Primary gave up about 100 miles and I got a used primary and put it on and I need some advice on set up.

The old (now broken) primary had yellow/green spring and A25 weights - I believe those are notched 49.5 gram weights.

The new (used) primary has what looks to be a redish spring and A54 weights - I believe those are un-notched 54.3 gram weights.

Looking at brown's it looks like my sled should have red spring and 49.5 gram weights stock.

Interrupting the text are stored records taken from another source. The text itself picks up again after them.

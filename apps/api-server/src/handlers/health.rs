//! Health check endpoint.

use actix_web::{HttpResponse, web};
use serde::Serialize;

use crate::state::AppState;

#[derive(Serialize)]
pub struct HealthResponse {
    pub status: &'static str,
    pub version: &'static str,
    pub database: &'static str,
    pub timestamp: String,
}

/// Health check endpoint - returns server and database status.
///
/// GET /health
pub async fn health_check(state: web::Data<AppState>) -> HttpResponse {
    let database = match &state.db {
        None => "in-memory",
        Some(db) => match db.ping().await {
            Ok(()) => "connected",
            Err(e) => {
                tracing::warn!(error = %e, "Database ping failed");
                "unreachable"
            }
        },
    };

    let healthy = database != "unreachable";
    let response = HealthResponse {
        status: if healthy { "ok" } else { "degraded" },
        version: env!("CARGO_PKG_VERSION"),
        database,
        timestamp: chrono::Utc::now().to_rfc3339(),
    };

    if healthy {
        HttpResponse::Ok().json(response)
    } else {
        HttpResponse::ServiceUnavailable().json(response)
    }
}
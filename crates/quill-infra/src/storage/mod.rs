//! Image storage implementations.

mod local;

pub use local::{IMAGES_PREFIX, LocalImageStore};
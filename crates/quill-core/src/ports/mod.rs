//! Ports - trait definitions for external dependencies.
//! These are the "interfaces" that infrastructure must implement.

mod auth;
mod notify;
mod repository;
mod storage;

pub use auth::{AuthError, PasswordService, TokenClaims, TokenService};
pub use notify::{POSTS_CHANNEL, PostEvent, PostNotifier};
pub use repository::{BaseRepository, PostRepository, UserRepository};
pub use storage::{ACCEPTED_IMAGE_TYPES, ImageStore, ImageUpload, StorageError};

With that info I've got a few questions for the clutch gurus...
  1. How should I set up this clutch?
  2. What benefits or detriments do I have by running the A54's with the red spring? Early engagement obviously, but what else?
  3. What kind of set up would the broken primary be using the yellow/green spring and A25 weights?
  4. Without buying parts it seems like I've got four combos to choose from...do I need to buy parts to set this up right?
  5. I'm trying to cure a mid-range bog. I've fixed a very loose belt and replaced a weak secondary spring. Compression is good (120's and both sides within a few psi of each other. Plugs are brown and piston wash actually is pretty black I could only just make out a small streak of wash near the intake - might be too lean or too much oil? Priot to this (haven't put miles on it since the work above) the sled has been burning a full tank in 40 miles - horrible mileage. Is there a clutch set up that would be better for the mid-range bog and fuel economy???
One final question - for testing purposes, how should the sled drive? If I'm cruising at 50mph should I be able to slowly ease the throttle and accelarate or should I have to aggressivly add throttle to get the RPMs to come up to peak - accelarate to where needed and then throttle back to cruise there? Also, should I be able to hold any speed without adding throttle?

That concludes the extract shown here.